Sakura paused, theatrically turning to meet the eyes of everyone in the audience. "However," she continued. "We as magi stand at the forefront of the pursuit of immortality. In fact, we alone in the whole world know that both physical and spiritual immortality is more than just possibility, but reality. A reality that is very difficult to achieve, but reality all the same. The phantasmal species, the True Ancestors, even various spirits of sufficient conceptual weight…and most infamously of all, the Dead Apostles, they all prove the reality of eternal life unending."
Sakura paused again, this time to step towards the center of the laboratory. She gestured, allowing a cage of Imaginary Numbers to materialize above a truncated pyramid of polished quartz, strips of silver running down the middle of each face, engraved with Chinese characters. "Engage containment protocols." Sakura said, the characters glowing and then igniting with corposant. More corposant burned in a circle around the pyramid, lines of witchfire forming an abstract geometric pattern between the circle and the pyramid.
In the viewing room, paper rustled as pens quickly scratched out notes, with even Lord Reines El-Melloi Archisorte hurriedly breaking out pen and paper to take notes on Murderer Blue's novel containment scheme. More notes were jotted down as Murderer Blue erected additional cages made from Imaginary Numbers, armillary spheres of immaterial matter slowly rotating around the innermost cage holding within it a single inhuman soul.

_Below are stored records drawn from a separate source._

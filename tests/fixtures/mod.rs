//! Test fixtures and failure-injecting stores for integration testing

#![allow(dead_code)]

use async_trait::async_trait;
use matchmaker::config::MatchmakingSettings;
use matchmaker::error::{MatchmakingError, Result};
use matchmaker::metrics::MetricsCollector;
use matchmaker::store::game_server::ServerPredicate;
use matchmaker::store::player::PlayerPredicate;
use matchmaker::types::{EnqueuePlayer, GameServer, Player, RegisterServer};
use matchmaker::{
    GameServerStore, InMemoryGameServerStore, InMemoryPlayerStore, ManualClock, Matchmaker,
    PlayerStore, SequentialIdGenerator,
};
use std::sync::atomic::{AtomicBool, Ordering};
use std::sync::Arc;

/// A complete engine with handles on its time source and stores
pub struct TestSystem {
    pub matchmaker: Matchmaker,
    pub clock: ManualClock,
    pub game_servers: Arc<FlakyGameServerStore>,
    pub players: Arc<FlakyPlayerStore>,
    pub failures: Arc<FailureFlags>,
}

pub fn create_test_system() -> TestSystem {
    create_test_system_with(MatchmakingSettings::default())
}

pub fn create_test_system_with(settings: MatchmakingSettings) -> TestSystem {
    let clock = ManualClock::starting_now();
    let failures = Arc::new(FailureFlags::default());
    let game_servers = Arc::new(FlakyGameServerStore::new(failures.clone()));
    let players = Arc::new(FlakyPlayerStore::new(failures.clone()));

    let matchmaker = Matchmaker::with_components(
        game_servers.clone(),
        players.clone(),
        Arc::new(clock.clone()),
        Arc::new(SequentialIdGenerator::new("server")),
        settings,
        Arc::new(MetricsCollector::default()),
    );

    TestSystem {
        matchmaker,
        clock,
        game_servers,
        players,
        failures,
    }
}

pub fn register_request(address: &str, port: u16, max_players: u32) -> RegisterServer {
    RegisterServer {
        game_mode: "GM".to_string(),
        region: "EU".to_string(),
        version: "1.0".to_string(),
        address: address.to_string(),
        port,
        max_players,
    }
}

pub fn enqueue_request(player_id: &str) -> EnqueuePlayer {
    EnqueuePlayer {
        player_id: player_id.to_string(),
        game_mode: "GM".to_string(),
        region: "EU".to_string(),
        version: "1.0".to_string(),
        ticket: None,
    }
}

/// Switches that make the flaky stores fail
#[derive(Debug, Default)]
pub struct FailureFlags {
    fail_reads: AtomicBool,
    fail_writes: AtomicBool,
}

impl FailureFlags {
    pub fn fail_reads(&self, fail: bool) {
        self.fail_reads.store(fail, Ordering::SeqCst);
    }

    pub fn fail_writes(&self, fail: bool) {
        self.fail_writes.store(fail, Ordering::SeqCst);
    }

    fn check_read(&self) -> Result<()> {
        if self.fail_reads.load(Ordering::SeqCst) {
            return Err(MatchmakingError::Storage {
                message: "injected read failure".to_string(),
            }
            .into());
        }
        Ok(())
    }

    fn check_write(&self) -> Result<()> {
        if self.fail_writes.load(Ordering::SeqCst) {
            return Err(MatchmakingError::Storage {
                message: "injected write failure".to_string(),
            }
            .into());
        }
        Ok(())
    }
}

/// In-memory server store that fails on demand
pub struct FlakyGameServerStore {
    inner: InMemoryGameServerStore,
    failures: Arc<FailureFlags>,
}

impl FlakyGameServerStore {
    pub fn new(failures: Arc<FailureFlags>) -> Self {
        Self {
            inner: InMemoryGameServerStore::new(),
            failures,
        }
    }
}

#[async_trait]
impl GameServerStore for FlakyGameServerStore {
    async fn get(&self, id: &str) -> Result<Option<GameServer>> {
        self.failures.check_read()?;
        self.inner.get(id).await
    }

    async fn put(&self, server: GameServer) -> Result<()> {
        self.failures.check_write()?;
        self.inner.put(server).await
    }

    async fn delete(&self, id: &str) -> Result<bool> {
        self.failures.check_write()?;
        self.inner.delete(id).await
    }

    async fn list_all(&self) -> Result<Vec<GameServer>> {
        self.failures.check_read()?;
        self.inner.list_all().await
    }

    async fn find_by(&self, predicate: ServerPredicate<'_>) -> Result<Vec<GameServer>> {
        self.failures.check_read()?;
        self.inner.find_by(predicate).await
    }
}

/// In-memory player store that fails on demand
pub struct FlakyPlayerStore {
    inner: InMemoryPlayerStore,
    failures: Arc<FailureFlags>,
}

impl FlakyPlayerStore {
    pub fn new(failures: Arc<FailureFlags>) -> Self {
        Self {
            inner: InMemoryPlayerStore::new(),
            failures,
        }
    }
}

#[async_trait]
impl PlayerStore for FlakyPlayerStore {
    async fn get(&self, id: &str) -> Result<Option<Player>> {
        self.failures.check_read()?;
        self.inner.get(id).await
    }

    async fn put(&self, player: Player) -> Result<()> {
        self.failures.check_write()?;
        self.inner.put(player).await
    }

    async fn delete(&self, id: &str) -> Result<bool> {
        self.failures.check_write()?;
        self.inner.delete(id).await
    }

    async fn list_all(&self) -> Result<Vec<Player>> {
        self.failures.check_read()?;
        self.inner.list_all().await
    }

    async fn find_by(&self, predicate: PlayerPredicate<'_>) -> Result<Vec<Player>> {
        self.failures.check_read()?;
        self.inner.find_by(predicate).await
    }
}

"Among immortals," Sakura finally resumed speaking, "It is the Dead Apostles that are the easiest for magi to join the ranks of, though it is a path filled with peril. Becoming a Dead Apostle requires one to embody a mystery or a concept in its entirety, in so doing ceasing to be mortal and Human both…or to alter the metaphysical state of the soul such that it can remain within the World even past the death of the physical body, although in both cases, a physical body is still required to 'anchor' the soul to the world. Simply put, to become a Dead Apostle is to bastardize the miracle of Heaven's Feel, for where Heaven's Feel literally transcends a soul beyond the limits of the World, to become a Dead Apostle is to become a parasite. Without their bodies they cannot remain within the World, but the World itself recognizes their unnatural nature, forcing Dead Apostles to constantly expend energy against the World's pressure to correct their presence. Typically, they become bloodsuckers, feeding on the blood of Human beings to gain the energy they need to maintain their bodies, but the World's pressure increases the longer they exist, resulting in a vicious cycle as the Dead Apostle consumes increasingly larger amounts of blood to preserve their misbegotten lives."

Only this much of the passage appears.